══ Dataset excerpts ══

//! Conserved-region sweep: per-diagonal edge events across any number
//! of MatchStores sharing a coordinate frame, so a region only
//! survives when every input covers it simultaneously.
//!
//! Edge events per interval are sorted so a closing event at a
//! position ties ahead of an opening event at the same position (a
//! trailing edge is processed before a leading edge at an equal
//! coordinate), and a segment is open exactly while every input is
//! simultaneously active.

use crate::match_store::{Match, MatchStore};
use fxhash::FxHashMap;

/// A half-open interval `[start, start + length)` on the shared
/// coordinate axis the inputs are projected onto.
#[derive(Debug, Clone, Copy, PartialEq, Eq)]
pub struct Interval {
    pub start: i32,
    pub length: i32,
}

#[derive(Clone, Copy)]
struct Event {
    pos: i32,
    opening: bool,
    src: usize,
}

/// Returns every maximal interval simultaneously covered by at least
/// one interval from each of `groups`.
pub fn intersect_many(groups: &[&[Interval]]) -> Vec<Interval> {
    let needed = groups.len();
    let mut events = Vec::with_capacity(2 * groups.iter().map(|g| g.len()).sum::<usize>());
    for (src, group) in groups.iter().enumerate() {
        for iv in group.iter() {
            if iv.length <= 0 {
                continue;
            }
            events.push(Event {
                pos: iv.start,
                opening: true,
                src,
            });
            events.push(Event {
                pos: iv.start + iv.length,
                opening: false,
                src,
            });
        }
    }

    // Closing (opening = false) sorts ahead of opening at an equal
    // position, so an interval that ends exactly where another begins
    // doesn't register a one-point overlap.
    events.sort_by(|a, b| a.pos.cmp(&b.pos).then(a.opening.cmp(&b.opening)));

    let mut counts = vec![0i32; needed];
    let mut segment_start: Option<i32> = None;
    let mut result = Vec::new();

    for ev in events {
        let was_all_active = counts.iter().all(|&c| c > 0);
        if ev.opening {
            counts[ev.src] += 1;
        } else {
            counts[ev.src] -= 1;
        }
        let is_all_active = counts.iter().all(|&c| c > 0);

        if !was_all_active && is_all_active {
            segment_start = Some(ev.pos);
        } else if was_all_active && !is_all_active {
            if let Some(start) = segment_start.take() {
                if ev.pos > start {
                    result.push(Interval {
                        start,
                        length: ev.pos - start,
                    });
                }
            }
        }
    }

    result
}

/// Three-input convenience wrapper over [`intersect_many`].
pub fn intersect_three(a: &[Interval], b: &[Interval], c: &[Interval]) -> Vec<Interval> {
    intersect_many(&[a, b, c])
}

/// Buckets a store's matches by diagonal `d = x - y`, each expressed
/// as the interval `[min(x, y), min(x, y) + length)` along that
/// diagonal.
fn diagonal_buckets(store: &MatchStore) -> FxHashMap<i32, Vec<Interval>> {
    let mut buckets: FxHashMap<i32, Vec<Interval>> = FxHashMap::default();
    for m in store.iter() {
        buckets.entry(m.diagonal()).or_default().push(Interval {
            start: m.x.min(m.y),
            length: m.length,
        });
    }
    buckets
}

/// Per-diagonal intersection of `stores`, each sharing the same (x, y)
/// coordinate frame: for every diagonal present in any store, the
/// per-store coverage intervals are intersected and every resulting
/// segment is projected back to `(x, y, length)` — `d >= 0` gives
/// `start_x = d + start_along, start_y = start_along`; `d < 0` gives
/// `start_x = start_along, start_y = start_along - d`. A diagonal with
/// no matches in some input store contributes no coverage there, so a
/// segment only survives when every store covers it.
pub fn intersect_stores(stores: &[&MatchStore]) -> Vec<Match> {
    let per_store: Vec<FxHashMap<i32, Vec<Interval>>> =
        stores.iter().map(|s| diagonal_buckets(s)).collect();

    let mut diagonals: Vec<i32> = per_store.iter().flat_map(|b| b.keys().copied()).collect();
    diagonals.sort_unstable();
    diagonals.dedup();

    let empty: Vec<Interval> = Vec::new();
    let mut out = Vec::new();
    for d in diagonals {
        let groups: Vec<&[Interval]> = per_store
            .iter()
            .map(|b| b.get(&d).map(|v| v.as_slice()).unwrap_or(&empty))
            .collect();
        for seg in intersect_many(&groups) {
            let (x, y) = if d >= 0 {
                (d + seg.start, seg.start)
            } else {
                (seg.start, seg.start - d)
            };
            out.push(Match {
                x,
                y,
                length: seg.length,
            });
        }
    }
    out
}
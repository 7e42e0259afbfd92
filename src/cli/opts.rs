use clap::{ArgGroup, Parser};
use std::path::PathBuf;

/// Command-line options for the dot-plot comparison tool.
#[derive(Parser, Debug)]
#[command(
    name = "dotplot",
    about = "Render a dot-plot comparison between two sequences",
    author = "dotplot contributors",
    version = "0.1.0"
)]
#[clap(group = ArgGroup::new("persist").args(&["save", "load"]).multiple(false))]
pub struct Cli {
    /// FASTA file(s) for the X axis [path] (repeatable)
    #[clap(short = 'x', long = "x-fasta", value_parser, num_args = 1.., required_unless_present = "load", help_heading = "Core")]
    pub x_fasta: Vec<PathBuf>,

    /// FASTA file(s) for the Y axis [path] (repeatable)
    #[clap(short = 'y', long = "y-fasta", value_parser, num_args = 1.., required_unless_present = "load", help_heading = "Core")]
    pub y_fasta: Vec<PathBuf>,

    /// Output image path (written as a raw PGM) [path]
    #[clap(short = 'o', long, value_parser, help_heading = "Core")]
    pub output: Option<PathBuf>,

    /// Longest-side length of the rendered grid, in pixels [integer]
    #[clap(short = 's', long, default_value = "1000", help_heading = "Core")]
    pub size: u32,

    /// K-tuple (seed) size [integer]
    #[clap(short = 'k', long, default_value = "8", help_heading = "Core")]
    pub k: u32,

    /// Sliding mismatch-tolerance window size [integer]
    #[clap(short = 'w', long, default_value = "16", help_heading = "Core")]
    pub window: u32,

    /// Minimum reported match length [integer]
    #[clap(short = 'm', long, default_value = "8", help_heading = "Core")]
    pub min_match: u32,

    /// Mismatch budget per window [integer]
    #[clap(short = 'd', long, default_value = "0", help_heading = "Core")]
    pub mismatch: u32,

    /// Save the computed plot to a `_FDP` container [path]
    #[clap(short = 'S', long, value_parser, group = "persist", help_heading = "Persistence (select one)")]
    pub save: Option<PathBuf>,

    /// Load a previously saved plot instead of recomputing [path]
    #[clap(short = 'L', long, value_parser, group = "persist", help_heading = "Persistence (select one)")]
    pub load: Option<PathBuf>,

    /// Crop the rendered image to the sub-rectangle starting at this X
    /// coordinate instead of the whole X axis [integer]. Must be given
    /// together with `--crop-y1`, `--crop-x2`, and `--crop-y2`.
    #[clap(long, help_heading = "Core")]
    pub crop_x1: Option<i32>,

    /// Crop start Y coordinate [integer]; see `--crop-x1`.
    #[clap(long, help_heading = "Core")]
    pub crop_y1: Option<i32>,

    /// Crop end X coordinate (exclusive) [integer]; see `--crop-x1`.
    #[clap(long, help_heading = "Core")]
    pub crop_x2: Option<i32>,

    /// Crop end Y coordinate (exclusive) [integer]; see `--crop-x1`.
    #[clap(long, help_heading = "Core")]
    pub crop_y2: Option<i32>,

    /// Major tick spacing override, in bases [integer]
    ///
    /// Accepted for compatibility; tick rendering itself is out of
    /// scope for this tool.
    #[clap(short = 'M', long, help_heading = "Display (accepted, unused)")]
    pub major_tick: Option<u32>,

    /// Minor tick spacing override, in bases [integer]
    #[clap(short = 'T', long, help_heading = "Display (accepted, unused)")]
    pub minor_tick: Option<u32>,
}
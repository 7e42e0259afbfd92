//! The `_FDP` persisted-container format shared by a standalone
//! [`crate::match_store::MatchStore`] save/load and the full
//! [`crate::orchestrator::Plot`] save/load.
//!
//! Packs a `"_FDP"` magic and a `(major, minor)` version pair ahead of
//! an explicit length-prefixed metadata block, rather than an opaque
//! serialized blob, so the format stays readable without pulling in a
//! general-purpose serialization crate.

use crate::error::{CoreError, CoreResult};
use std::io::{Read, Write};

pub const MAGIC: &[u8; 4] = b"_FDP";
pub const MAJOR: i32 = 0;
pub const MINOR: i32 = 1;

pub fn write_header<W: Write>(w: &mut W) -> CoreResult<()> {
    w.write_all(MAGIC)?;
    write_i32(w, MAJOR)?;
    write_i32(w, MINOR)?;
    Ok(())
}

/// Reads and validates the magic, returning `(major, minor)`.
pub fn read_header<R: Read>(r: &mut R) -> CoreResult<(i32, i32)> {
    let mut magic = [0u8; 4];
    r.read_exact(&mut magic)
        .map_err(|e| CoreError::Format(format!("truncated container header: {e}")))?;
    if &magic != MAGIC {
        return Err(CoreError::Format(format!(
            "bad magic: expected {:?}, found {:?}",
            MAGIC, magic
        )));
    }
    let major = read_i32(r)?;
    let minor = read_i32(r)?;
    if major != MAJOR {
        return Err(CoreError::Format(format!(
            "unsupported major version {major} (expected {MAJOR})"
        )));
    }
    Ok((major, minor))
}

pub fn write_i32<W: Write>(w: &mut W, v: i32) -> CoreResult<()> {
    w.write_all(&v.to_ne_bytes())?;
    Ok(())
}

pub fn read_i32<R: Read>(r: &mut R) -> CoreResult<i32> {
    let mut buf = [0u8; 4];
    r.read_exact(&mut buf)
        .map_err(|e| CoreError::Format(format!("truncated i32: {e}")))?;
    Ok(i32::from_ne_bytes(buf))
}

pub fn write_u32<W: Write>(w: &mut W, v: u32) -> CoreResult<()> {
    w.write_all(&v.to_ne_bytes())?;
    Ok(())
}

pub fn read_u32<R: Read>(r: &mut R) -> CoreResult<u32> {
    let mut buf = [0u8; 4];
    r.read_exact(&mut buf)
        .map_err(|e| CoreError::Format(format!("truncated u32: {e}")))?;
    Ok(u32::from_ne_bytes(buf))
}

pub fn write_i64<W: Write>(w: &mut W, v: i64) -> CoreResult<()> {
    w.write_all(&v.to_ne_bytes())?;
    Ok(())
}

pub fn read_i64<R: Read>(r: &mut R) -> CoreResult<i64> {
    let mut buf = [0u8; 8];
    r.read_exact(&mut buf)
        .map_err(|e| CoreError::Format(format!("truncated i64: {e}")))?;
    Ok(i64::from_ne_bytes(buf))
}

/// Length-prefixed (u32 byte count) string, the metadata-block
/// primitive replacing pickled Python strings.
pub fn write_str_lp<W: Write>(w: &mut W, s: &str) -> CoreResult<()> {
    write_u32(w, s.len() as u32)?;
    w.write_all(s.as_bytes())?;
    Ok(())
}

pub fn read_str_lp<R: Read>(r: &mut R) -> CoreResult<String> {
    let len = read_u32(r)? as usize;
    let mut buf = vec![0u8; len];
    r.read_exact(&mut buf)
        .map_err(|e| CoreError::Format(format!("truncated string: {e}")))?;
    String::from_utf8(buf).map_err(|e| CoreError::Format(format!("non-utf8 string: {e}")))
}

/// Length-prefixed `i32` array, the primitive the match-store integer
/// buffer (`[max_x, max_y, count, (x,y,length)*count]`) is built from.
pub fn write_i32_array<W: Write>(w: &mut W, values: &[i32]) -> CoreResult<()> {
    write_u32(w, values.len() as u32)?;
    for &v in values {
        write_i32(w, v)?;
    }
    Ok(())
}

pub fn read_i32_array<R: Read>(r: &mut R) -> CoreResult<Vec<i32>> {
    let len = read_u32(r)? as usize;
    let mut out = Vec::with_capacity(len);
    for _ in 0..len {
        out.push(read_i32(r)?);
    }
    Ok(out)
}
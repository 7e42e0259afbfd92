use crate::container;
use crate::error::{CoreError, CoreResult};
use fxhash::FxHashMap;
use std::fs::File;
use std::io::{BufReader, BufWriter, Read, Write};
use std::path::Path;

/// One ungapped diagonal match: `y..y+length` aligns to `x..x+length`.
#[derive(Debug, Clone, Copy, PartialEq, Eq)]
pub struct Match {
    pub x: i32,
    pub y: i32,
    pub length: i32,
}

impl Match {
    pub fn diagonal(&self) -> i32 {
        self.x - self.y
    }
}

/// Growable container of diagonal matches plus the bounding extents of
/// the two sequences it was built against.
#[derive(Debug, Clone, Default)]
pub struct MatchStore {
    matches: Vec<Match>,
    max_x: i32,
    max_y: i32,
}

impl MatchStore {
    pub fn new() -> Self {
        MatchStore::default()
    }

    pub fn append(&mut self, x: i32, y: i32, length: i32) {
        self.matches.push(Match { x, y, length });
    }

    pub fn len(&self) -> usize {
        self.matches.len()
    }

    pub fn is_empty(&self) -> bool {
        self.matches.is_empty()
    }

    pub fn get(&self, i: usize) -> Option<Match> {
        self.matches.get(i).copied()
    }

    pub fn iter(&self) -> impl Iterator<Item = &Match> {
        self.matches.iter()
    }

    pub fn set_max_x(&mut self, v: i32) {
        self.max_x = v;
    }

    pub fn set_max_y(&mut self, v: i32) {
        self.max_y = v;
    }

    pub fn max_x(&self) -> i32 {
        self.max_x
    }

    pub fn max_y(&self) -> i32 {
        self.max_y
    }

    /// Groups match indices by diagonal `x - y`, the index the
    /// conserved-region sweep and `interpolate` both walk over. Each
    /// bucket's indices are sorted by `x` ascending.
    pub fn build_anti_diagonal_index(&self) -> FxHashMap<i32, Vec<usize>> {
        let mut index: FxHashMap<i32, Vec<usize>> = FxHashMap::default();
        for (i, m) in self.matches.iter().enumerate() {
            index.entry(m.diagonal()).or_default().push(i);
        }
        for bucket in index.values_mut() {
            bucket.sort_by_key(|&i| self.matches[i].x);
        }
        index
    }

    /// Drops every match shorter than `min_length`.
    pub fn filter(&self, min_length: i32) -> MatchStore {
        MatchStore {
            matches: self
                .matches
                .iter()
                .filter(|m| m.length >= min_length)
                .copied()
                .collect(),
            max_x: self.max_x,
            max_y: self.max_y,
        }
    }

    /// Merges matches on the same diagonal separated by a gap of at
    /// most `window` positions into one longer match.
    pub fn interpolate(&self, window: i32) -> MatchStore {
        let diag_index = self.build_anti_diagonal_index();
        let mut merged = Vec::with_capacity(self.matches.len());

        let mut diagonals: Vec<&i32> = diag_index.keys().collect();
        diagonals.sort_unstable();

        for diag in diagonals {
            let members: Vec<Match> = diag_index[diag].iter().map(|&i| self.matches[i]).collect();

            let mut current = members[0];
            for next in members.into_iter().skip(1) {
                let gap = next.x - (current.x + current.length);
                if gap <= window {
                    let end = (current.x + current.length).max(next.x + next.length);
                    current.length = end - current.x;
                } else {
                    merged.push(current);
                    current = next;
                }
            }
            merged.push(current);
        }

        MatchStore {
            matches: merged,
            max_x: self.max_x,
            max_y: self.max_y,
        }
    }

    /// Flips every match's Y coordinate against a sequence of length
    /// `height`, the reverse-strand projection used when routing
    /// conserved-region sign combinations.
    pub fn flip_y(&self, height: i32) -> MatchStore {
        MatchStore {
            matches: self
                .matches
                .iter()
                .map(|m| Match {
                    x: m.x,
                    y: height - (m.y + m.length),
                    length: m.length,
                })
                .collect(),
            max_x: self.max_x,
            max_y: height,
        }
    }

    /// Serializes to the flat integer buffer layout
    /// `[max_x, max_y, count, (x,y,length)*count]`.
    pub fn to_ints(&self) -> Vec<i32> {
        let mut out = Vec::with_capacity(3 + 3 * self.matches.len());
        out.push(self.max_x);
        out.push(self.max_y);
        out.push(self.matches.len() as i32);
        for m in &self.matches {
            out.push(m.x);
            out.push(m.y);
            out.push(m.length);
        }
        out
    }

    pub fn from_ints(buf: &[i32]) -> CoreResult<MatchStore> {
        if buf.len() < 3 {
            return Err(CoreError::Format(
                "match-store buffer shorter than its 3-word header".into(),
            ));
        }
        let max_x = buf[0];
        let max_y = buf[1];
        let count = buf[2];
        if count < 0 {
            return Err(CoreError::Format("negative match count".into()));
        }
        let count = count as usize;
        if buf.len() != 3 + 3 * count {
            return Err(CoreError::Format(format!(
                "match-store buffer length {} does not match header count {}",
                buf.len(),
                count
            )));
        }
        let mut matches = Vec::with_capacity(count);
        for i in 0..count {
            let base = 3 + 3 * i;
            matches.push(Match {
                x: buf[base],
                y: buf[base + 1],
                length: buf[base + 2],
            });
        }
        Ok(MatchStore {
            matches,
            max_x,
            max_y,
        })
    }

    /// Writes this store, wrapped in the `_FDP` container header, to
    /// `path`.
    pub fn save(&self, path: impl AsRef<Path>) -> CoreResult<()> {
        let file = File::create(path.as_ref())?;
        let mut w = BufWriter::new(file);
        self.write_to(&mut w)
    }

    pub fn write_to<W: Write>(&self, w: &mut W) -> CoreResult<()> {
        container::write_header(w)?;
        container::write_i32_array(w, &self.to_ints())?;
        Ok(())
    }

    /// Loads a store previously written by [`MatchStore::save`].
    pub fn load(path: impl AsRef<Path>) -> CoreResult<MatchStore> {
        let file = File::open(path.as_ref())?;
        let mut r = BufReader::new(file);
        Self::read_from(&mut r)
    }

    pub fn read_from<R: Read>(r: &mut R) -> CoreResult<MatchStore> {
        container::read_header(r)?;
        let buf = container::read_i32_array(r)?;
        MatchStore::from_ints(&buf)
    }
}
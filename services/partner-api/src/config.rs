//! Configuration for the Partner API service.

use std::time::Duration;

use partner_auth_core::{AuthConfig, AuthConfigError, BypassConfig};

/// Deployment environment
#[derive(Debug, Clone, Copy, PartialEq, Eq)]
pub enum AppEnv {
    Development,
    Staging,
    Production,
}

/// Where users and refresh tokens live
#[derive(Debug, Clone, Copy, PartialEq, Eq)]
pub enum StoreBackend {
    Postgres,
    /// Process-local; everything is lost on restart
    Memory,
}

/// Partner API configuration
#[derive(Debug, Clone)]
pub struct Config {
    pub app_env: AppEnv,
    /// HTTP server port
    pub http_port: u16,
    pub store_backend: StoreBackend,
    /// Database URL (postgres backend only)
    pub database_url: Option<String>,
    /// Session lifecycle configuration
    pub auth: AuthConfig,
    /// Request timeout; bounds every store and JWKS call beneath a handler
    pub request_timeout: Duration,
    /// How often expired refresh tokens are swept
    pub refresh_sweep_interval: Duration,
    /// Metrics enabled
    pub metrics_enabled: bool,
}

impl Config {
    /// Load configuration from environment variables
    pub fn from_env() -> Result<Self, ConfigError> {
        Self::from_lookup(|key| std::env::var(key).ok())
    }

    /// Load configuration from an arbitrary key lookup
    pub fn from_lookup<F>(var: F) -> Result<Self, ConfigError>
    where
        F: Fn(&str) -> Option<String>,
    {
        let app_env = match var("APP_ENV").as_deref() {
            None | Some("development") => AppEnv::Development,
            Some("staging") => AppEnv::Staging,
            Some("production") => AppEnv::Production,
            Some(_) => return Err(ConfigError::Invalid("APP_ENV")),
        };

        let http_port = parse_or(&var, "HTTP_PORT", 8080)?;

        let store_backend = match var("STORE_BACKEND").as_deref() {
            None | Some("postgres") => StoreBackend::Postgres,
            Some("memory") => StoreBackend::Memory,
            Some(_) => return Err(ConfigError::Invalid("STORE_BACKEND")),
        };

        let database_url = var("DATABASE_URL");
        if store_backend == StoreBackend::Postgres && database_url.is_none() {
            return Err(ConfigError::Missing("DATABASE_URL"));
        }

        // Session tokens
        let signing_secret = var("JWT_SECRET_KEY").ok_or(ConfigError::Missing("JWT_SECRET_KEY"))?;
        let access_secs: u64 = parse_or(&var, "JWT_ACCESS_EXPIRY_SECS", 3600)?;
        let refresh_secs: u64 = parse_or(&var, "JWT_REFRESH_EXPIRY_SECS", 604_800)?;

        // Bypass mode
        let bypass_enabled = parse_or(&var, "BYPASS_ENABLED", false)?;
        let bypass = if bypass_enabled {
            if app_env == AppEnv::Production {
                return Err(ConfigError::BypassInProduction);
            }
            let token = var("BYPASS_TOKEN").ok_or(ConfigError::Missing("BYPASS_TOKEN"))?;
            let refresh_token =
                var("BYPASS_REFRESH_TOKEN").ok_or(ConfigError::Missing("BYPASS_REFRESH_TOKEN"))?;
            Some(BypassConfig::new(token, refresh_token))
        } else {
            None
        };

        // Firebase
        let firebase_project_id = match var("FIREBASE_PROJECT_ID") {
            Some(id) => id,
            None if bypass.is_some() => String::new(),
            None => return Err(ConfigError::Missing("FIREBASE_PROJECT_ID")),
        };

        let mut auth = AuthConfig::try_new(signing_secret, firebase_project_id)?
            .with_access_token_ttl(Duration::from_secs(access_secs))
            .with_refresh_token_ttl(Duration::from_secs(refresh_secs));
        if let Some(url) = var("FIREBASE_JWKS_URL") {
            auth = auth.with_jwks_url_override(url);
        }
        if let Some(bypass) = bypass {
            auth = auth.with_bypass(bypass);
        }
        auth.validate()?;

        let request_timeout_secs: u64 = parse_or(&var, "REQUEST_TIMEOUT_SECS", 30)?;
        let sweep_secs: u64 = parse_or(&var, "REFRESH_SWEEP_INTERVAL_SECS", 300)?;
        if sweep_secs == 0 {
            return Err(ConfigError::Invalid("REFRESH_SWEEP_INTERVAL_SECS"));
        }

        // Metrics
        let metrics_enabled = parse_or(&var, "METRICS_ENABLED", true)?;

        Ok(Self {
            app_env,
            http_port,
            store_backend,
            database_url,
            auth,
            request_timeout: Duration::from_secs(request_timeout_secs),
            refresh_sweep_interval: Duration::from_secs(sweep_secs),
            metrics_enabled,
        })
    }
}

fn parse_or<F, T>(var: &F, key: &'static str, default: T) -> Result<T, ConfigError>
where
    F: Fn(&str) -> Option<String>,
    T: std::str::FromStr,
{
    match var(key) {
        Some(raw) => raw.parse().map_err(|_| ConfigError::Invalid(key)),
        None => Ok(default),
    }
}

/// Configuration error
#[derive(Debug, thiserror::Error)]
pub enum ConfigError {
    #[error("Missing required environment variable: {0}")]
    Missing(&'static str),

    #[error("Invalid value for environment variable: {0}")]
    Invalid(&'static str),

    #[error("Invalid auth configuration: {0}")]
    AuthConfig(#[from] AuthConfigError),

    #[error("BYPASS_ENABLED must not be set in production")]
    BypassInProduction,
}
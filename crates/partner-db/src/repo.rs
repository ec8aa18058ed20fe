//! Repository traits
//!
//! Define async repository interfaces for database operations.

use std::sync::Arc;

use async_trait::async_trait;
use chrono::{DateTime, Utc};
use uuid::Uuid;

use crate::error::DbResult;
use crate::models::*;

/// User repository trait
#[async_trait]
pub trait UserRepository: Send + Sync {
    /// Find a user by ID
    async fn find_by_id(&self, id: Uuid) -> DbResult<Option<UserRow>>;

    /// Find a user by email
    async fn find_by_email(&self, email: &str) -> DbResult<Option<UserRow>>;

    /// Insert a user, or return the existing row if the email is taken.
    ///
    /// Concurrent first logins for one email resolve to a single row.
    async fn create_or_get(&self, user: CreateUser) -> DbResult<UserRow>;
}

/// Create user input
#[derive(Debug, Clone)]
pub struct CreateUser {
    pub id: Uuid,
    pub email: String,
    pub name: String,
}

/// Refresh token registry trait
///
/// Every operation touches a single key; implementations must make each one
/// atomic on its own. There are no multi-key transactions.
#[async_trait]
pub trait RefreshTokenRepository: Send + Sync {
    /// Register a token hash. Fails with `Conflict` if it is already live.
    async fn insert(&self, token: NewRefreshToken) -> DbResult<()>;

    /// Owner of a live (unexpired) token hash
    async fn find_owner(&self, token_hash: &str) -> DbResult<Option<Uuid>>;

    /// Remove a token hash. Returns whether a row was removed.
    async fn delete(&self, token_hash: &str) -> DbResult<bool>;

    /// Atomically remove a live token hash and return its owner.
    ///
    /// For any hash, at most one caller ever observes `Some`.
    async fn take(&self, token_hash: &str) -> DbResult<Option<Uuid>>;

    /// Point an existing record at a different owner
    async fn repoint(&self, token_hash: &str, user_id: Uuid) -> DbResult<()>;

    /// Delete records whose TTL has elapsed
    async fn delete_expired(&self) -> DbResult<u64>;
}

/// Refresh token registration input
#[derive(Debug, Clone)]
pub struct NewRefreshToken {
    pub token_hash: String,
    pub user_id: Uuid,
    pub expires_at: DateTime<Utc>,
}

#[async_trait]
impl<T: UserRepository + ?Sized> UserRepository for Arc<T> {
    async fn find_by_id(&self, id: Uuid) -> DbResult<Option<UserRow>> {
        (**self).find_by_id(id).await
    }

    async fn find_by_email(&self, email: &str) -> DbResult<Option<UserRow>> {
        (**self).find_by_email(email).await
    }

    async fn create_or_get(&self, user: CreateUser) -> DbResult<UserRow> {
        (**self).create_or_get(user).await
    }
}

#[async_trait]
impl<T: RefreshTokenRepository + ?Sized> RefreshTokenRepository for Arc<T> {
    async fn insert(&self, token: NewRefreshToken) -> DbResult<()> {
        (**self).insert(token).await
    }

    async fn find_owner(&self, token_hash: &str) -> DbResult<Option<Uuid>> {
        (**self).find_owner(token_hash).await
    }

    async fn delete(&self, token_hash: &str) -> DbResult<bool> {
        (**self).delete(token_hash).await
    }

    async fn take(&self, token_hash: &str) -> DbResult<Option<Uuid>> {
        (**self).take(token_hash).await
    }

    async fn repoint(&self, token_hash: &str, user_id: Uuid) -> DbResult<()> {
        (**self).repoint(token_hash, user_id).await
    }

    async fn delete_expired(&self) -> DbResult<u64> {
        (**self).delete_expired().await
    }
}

═══

■ **Exercise**
All lines carrying the word "metadata" must be copied from the data above.

■ **Written solution**
//! an explicit length-prefixed metadata block, rather than an opaque
/// Length-prefixed (u32 byte count) string, the metadata-block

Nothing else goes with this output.